Segment Start: AVAILABLE DATA
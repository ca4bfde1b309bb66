//! Progress reporting for source reads, using the indicatif crate.

use indicatif::{ProgressBar, ProgressStyle};
use std::time::Duration;

/// Template of the read spinner
pub const SPINNER_TEMPLATE: &str = "{spinner:.green} [{elapsed_precise}] {pos} rows {msg}";

/// Create a spinner progress bar for operations without a known length
///
/// # Arguments
/// * `message` - Optional message to display with the spinner
#[must_use]
pub fn create_spinner(message: Option<&str>) -> ProgressBar {
    let pb = ProgressBar::new_spinner();
    pb.set_style(
        ProgressStyle::default_spinner()
            .template(SPINNER_TEMPLATE)
            .unwrap_or_else(|_| ProgressStyle::default_spinner()),
    );

    if let Some(msg) = message {
        pb.set_message(msg.to_string());
    }

    pb.enable_steady_tick(Duration::from_millis(100));
    pb
}

/// Row counter for a source read; silent unless enabled
#[derive(Debug)]
pub struct ReadProgress {
    bar: Option<ProgressBar>,
}

impl ReadProgress {
    /// Start tracking a read, showing a spinner when `enabled`
    #[must_use]
    pub fn new(enabled: bool, message: &str) -> Self {
        Self {
            bar: enabled.then(|| create_spinner(Some(message))),
        }
    }

    /// Record rows that have been read
    pub fn advance(&self, rows: usize) {
        if let Some(bar) = &self.bar {
            bar.inc(rows as u64);
        }
    }

    /// Finish and clear the spinner
    pub fn finish(&self) {
        if let Some(bar) = &self.bar {
            bar.finish_and_clear();
        }
    }
}
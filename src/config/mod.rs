//! Configuration for the aggregation pipelines.

use std::path::{Path, PathBuf};

use chrono::NaiveDate;
use serde::Deserialize;

use crate::error::Result;
use crate::error::util::safe_open_file;
use crate::schema::DateFormatConfig;

/// Default number of rows per CSV read batch
pub const DEFAULT_BATCH_SIZE: usize = 16384;

/// First day of the vaccination campaign in the source feed
pub const CAMPAIGN_START: (i32, u32, u32) = (2020, 12, 27);

/// File format of the written artifacts
#[derive(Debug, Clone, Copy, Default, PartialEq, Eq, Deserialize)]
#[serde(rename_all = "lowercase")]
pub enum OutputFormat {
    /// Comma-separated text with a header row
    #[default]
    Csv,
    /// Apache Parquet
    Parquet,
}

impl OutputFormat {
    /// File extension used for artifacts of this format
    #[must_use]
    pub const fn extension(self) -> &'static str {
        match self {
            Self::Csv => "csv",
            Self::Parquet => "parquet",
        }
    }

    /// Parse a format name, case-insensitively
    #[must_use]
    pub fn from_name(name: &str) -> Option<Self> {
        match name.trim().to_ascii_lowercase().as_str() {
            "csv" => Some(Self::Csv),
            "parquet" => Some(Self::Parquet),
            _ => None,
        }
    }
}

/// Configuration for one pipeline run
#[derive(Debug, Clone, Deserialize)]
#[serde(default)]
pub struct PipelineConfig {
    /// Dose-level vaccination events
    pub vaccinations_source: PathBuf,
    /// Registrations feed; the registration pipeline runs only when set
    pub registrations_source: Option<PathBuf>,
    /// Directory the artifacts are written to
    pub output_dir: PathBuf,
    /// Artifact file format
    pub output_format: OutputFormat,
    /// Rows per CSV read batch
    pub batch_size: usize,
    /// Date the global aggregation must start at
    pub expected_start_date: NaiveDate,
    /// Date format configuration for the event date column
    pub date_format_config: DateFormatConfig,
    /// Show a spinner while reading sources
    pub show_progress: bool,
}

impl Default for PipelineConfig {
    fn default() -> Self {
        let (year, month, day) = CAMPAIGN_START;
        Self {
            vaccinations_source: PathBuf::from("ockovaci-mista.csv"),
            registrations_source: None,
            output_dir: PathBuf::from("."),
            output_format: OutputFormat::Csv,
            batch_size: DEFAULT_BATCH_SIZE,
            expected_start_date: NaiveDate::from_ymd_opt(year, month, day).unwrap_or_default(),
            date_format_config: DateFormatConfig::default(),
            show_progress: false,
        }
    }
}

impl PipelineConfig {
    /// Create a new configuration with default settings
    #[must_use]
    pub fn new() -> Self {
        Self::default()
    }

    /// Load a configuration from a JSON file; absent keys keep their defaults
    pub fn from_json_file(path: &Path) -> Result<Self> {
        let file = safe_open_file(path)?;
        let config = serde_json::from_reader(std::io::BufReader::new(file))?;
        Ok(config)
    }

    /// Build the configuration from the environment
    ///
    /// `VAX_CONFIG` names an optional JSON file; `VAX_VACCINATIONS_SOURCE`,
    /// `VAX_REGISTRATIONS_SOURCE`, `VAX_OUTPUT_DIR`, `VAX_OUTPUT_FORMAT` and
    /// `VAX_BATCH_SIZE` override individual settings.
    pub fn from_env() -> Result<Self> {
        let base = match std::env::var_os("VAX_CONFIG") {
            Some(path) => Self::from_json_file(Path::new(&path))?,
            None => Self::default(),
        };
        Ok(base.with_overrides(|key| std::env::var(key).ok()))
    }

    /// Apply overrides looked up by variable name
    #[must_use]
    pub fn with_overrides(mut self, lookup: impl Fn(&str) -> Option<String>) -> Self {
        if let Some(source) = lookup("VAX_VACCINATIONS_SOURCE") {
            self.vaccinations_source = PathBuf::from(source);
        }
        if let Some(source) = lookup("VAX_REGISTRATIONS_SOURCE") {
            self.registrations_source = Some(PathBuf::from(source));
        }
        if let Some(dir) = lookup("VAX_OUTPUT_DIR") {
            self.output_dir = PathBuf::from(dir);
        }
        if let Some(name) = lookup("VAX_OUTPUT_FORMAT") {
            match OutputFormat::from_name(&name) {
                Some(format) => self.output_format = format,
                None => log::warn!("Ignoring unknown output format '{name}'"),
            }
        }
        if let Some(size) = lookup("VAX_BATCH_SIZE").and_then(|s| s.parse::<usize>().ok()) {
            self.batch_size = size.max(1);
        }
        self
    }

    /// Set the vaccination source path
    #[must_use]
    pub fn with_vaccinations_source(mut self, path: impl Into<PathBuf>) -> Self {
        self.vaccinations_source = path.into();
        self
    }

    /// Set the registrations source path
    #[must_use]
    pub fn with_registrations_source(mut self, path: impl Into<PathBuf>) -> Self {
        self.registrations_source = Some(path.into());
        self
    }

    /// Set the output directory
    #[must_use]
    pub fn with_output_dir(mut self, path: impl Into<PathBuf>) -> Self {
        self.output_dir = path.into();
        self
    }

    /// Set the artifact format
    #[must_use]
    pub fn with_output_format(mut self, format: OutputFormat) -> Self {
        self.output_format = format;
        self
    }

    /// Set the expected campaign start date
    #[must_use]
    pub fn with_expected_start_date(mut self, date: NaiveDate) -> Self {
        self.expected_start_date = date;
        self
    }
}
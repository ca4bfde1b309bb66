//! Dose-level vaccination event

use std::fmt;

use arrow::record_batch::RecordBatch;
use chrono::NaiveDate;

use crate::error::{Error, Result};
use crate::models::traits::{RecordAdapter, RegionalEvent};
use crate::schema::DateFormatConfig;
use crate::schema::columns::{
    DATE, DOSE_COUNT, DOSE_ORDINAL, ID, REGION, REGION_CODE, RESIDENCE, RESIDENCE_CODE, VACCINE,
    VACCINE_CODE,
};
use crate::utils::arrow::{
    extract_count, extract_date, extract_required_text, extract_text, string_column,
};

/// Sequence number of a vaccination act for an individual
#[derive(Debug, Clone, Copy, PartialEq, Eq, PartialOrd, Ord, Hash)]
pub enum DoseOrdinal {
    /// First, or only, dose
    First = 1,
    /// Completion dose
    Second = 2,
    /// First booster
    FirstBooster = 3,
    /// Second booster
    SecondBooster = 4,
}

impl DoseOrdinal {
    /// All ordinals in ascending order
    pub const ALL: [Self; 4] = [
        Self::First,
        Self::Second,
        Self::FirstBooster,
        Self::SecondBooster,
    ];

    /// Convert a numeric ordinal, if it is one the feed defines
    #[must_use]
    pub const fn from_number(value: u64) -> Option<Self> {
        match value {
            1 => Some(Self::First),
            2 => Some(Self::Second),
            3 => Some(Self::FirstBooster),
            4 => Some(Self::SecondBooster),
            _ => None,
        }
    }

    /// Zero-based slot index of this ordinal
    #[must_use]
    pub const fn index(self) -> usize {
        self as usize - 1
    }
}

impl fmt::Display for DoseOrdinal {
    fn fmt(&self, f: &mut fmt::Formatter<'_>) -> fmt::Result {
        write!(f, "{}", *self as u8)
    }
}

/// One row of the dose-level vaccination feed
#[derive(Debug, Clone, PartialEq, Eq)]
pub struct DoseEvent {
    /// Record identifier
    pub id: Option<String>,
    /// Event date
    pub date: NaiveDate,
    /// Canonical vaccine name (after reconciliation)
    pub vaccine: String,
    /// Vaccine product code
    pub vaccine_code: Option<String>,
    /// Dose ordinal
    pub dose_ordinal: DoseOrdinal,
    /// Region name
    pub region: Option<String>,
    /// Region NUTS code
    pub region_code: Option<String>,
    /// Sub-region of residence
    pub residence: Option<String>,
    /// Sub-region of residence code
    pub residence_code: Option<String>,
    /// Number of doses the row stands for
    pub dose_count: u64,
}

impl RecordAdapter for DoseEvent {
    fn from_record_batch(batch: &RecordBatch, dates: &DateFormatConfig) -> Result<Vec<Self>> {
        let ids = string_column(batch, ID)?;
        let date_col = string_column(batch, DATE)?;
        let vaccines = string_column(batch, VACCINE)?;
        let vaccine_codes = string_column(batch, VACCINE_CODE)?;
        let ordinals = string_column(batch, DOSE_ORDINAL)?;
        let regions = string_column(batch, REGION)?;
        let region_codes = string_column(batch, REGION_CODE)?;
        let residences = string_column(batch, RESIDENCE)?;
        let residence_codes = string_column(batch, RESIDENCE_CODE)?;
        let counts = string_column(batch, DOSE_COUNT)?;

        let owned = |value: Option<&str>| value.map(str::to_string);

        (0..batch.num_rows())
            .map(|row| -> Result<Self> {
                let ordinal = extract_count(ordinals, row, DOSE_ORDINAL)?;
                let dose_ordinal = DoseOrdinal::from_number(ordinal).ok_or_else(|| {
                    Error::invalid_record(row, DOSE_ORDINAL, ordinal.to_string())
                })?;

                Ok(Self {
                    id: owned(extract_text(ids, row)),
                    date: extract_date(date_col, row, DATE, dates)?,
                    vaccine: extract_required_text(vaccines, row, VACCINE)?.to_string(),
                    vaccine_code: owned(extract_text(vaccine_codes, row)),
                    dose_ordinal,
                    region: owned(extract_text(regions, row)),
                    region_code: owned(extract_text(region_codes, row)),
                    residence: owned(extract_text(residences, row)),
                    residence_code: owned(extract_text(residence_codes, row)),
                    dose_count: extract_count(counts, row, DOSE_COUNT)?,
                })
            })
            .collect()
    }
}

impl RegionalEvent for DoseEvent {
    fn date(&self) -> NaiveDate {
        self.date
    }

    fn region(&self) -> Option<&str> {
        self.region.as_deref()
    }
}
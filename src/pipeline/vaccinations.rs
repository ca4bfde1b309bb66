//! Vaccination dose pipeline
//!
//! ```text
//! source ─ check_columns ─ reconcile ─ decode ─┬─ breakdown_per_vaccine ─────────── by_manufacturer
//!                                              ├─ breakdown_per_date_and_region ─── by_date_and_region
//!                                              ├─ breakdown_per_region ──────────── by_region
//!                                              └─ aggregate ─ infer ─ totals ─ rollup
//!                                                   ─ format ─ cumulative ─ first date ─ aggregation
//! ```

use std::path::PathBuf;
use std::time::Instant;

use arrow::record_batch::RecordBatch;

use crate::algorithm::breakdown::{
    breakdown_per_date_and_region, breakdown_per_region, breakdown_per_vaccine,
};
use crate::algorithm::doses::{
    aggregate_by_date_vaccine, apply_total_vaccinations, enrich_cumulative_sums,
    infer_single_dose_completions, rollup_by_date,
};
use crate::catalog::VaccineCatalog;
use crate::config::PipelineConfig;
use crate::error::Result;
use crate::models::{
    DoseEvent, GlobalAggregateRow, ManufacturerRow, RecordAdapter, RegionRow, ToRecordBatch,
};
use crate::output::{check_first_date, format_aggregates, pivot_to_record_batch, write_artifacts};
use crate::reader::read_delimited;
use crate::reconcile::reconcile_vaccine_names;
use crate::schema::columns::VACCINE;
use crate::schema::{VACCINATIONS, check_columns};

/// Artifacts of one vaccination run
#[derive(Debug, Clone)]
pub struct VaccinationArtifacts {
    /// `date, vaccine, total_vaccinations`, cumulative per vaccine
    pub by_manufacturer: RecordBatch,
    /// `date` plus one event count column per region
    pub by_date_and_region: RecordBatch,
    /// `region, total_vaccinations`
    pub by_region: RecordBatch,
    /// Cumulative global aggregation
    pub aggregation: RecordBatch,
}

impl VaccinationArtifacts {
    /// Artifacts paired with their published names
    #[must_use]
    pub fn named(&self) -> [(&'static str, &RecordBatch); 4] {
        [
            ("by_manufacturer", &self.by_manufacturer),
            ("by_date_and_region", &self.by_date_and_region),
            ("by_region", &self.by_region),
            ("aggregation", &self.aggregation),
        ]
    }
}

/// Vaccination aggregation over one source table
#[derive(Debug, Clone)]
pub struct VaccinationPipeline<'a> {
    config: PipelineConfig,
    catalog: &'a VaccineCatalog,
}

impl VaccinationPipeline<'static> {
    /// Pipeline using the national vaccine catalog
    #[must_use]
    pub fn new(config: PipelineConfig) -> Self {
        Self::with_catalog(config, VaccineCatalog::czech())
    }
}

impl<'a> VaccinationPipeline<'a> {
    /// Pipeline using a custom catalog
    #[must_use]
    pub const fn with_catalog(config: PipelineConfig, catalog: &'a VaccineCatalog) -> Self {
        Self { config, catalog }
    }

    /// Validate, reconcile and decode the source table
    pub fn base_pipeline(&self, batch: &RecordBatch) -> Result<Vec<DoseEvent>> {
        check_columns(batch, &VACCINATIONS)?;
        let reconciled = reconcile_vaccine_names(batch, self.catalog, VACCINE)?;
        let events = DoseEvent::from_record_batch(&reconciled, &self.config.date_format_config)?;
        log::info!("Decoded {} dose events", events.len());
        Ok(events)
    }

    /// Cumulative global aggregation rows
    pub fn global_pipeline(&self, events: &[DoseEvent]) -> Result<Vec<GlobalAggregateRow>> {
        let rows = aggregate_by_date_vaccine(events, self.catalog)?;
        let rows = infer_single_dose_completions(rows);
        let rows = apply_total_vaccinations(rows)?;
        let aggregates = rollup_by_date(&rows)?;

        let formatted = format_aggregates(&aggregates)?;
        let cumulative = enrich_cumulative_sums(formatted)?;
        check_first_date(&cumulative, self.config.expected_start_date)?;
        Ok(cumulative)
    }

    /// Compute every artifact from an in-memory table
    pub fn run_batch(&self, batch: &RecordBatch) -> Result<VaccinationArtifacts> {
        let events = self.base_pipeline(batch)?;

        let by_manufacturer = ManufacturerRow::to_record_batch(&breakdown_per_vaccine(&events)?)?;
        let by_date_and_region =
            pivot_to_record_batch(&breakdown_per_date_and_region(&events)?)?;
        let by_region = RegionRow::to_record_batch(&breakdown_per_region(&events)?)?;
        let aggregation = GlobalAggregateRow::to_record_batch(&self.global_pipeline(&events)?)?;

        Ok(VaccinationArtifacts {
            by_manufacturer,
            by_date_and_region,
            by_region,
            aggregation,
        })
    }

    /// Read the configured source, compute the artifacts and write them
    pub fn run(&self) -> Result<Vec<PathBuf>> {
        let start = Instant::now();
        let batch = read_delimited(
            &self.config.vaccinations_source,
            self.config.batch_size,
            self.config.show_progress,
        )?;

        let artifacts = self.run_batch(&batch)?;
        let written = write_artifacts(
            &self.config.output_dir,
            self.config.output_format,
            &artifacts.named(),
        )?;

        log::info!(
            "Vaccination pipeline wrote {} artifacts in {:?}",
            written.len(),
            start.elapsed()
        );
        Ok(written)
    }
}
Segment End: AVAILABLE DATA
» TASK INSTRUCTIONS
Starting from the first line of the records above, retype each line exactly up to and including the one that contains "have been read", and nothing more.

» RESPONSE AREA
repository ca4bfde1b309bb66
//! Progress reporting for source reads, using the indicatif crate.

use indicatif::{ProgressBar, ProgressStyle};
use std::time::Duration;

/// Template of the read spinner
pub const SPINNER_TEMPLATE: &str = "{spinner:.green} [{elapsed_precise}] {pos} rows {msg}";

/// Create a spinner progress bar for operations without a known length
///
/// # Arguments
/// * `message` - Optional message to display with the spinner
#[must_use]
pub fn create_spinner(message: Option<&str>) -> ProgressBar {
    let pb = ProgressBar::new_spinner();
    pb.set_style(
        ProgressStyle::default_spinner()
            .template(SPINNER_TEMPLATE)
            .unwrap_or_else(|_| ProgressStyle::default_spinner()),
    );

    if let Some(msg) = message {
        pb.set_message(msg.to_string());
    }

    pb.enable_steady_tick(Duration::from_millis(100));
    pb
}

/// Row counter for a source read; silent unless enabled
#[derive(Debug)]
pub struct ReadProgress {
    bar: Option<ProgressBar>,
}

impl ReadProgress {
    /// Start tracking a read, showing a spinner when `enabled`
    #[must_use]
    pub fn new(enabled: bool, message: &str) -> Self {
        Self {
            bar: enabled.then(|| create_spinner(Some(message))),
        }
    }

    /// Record rows that have been read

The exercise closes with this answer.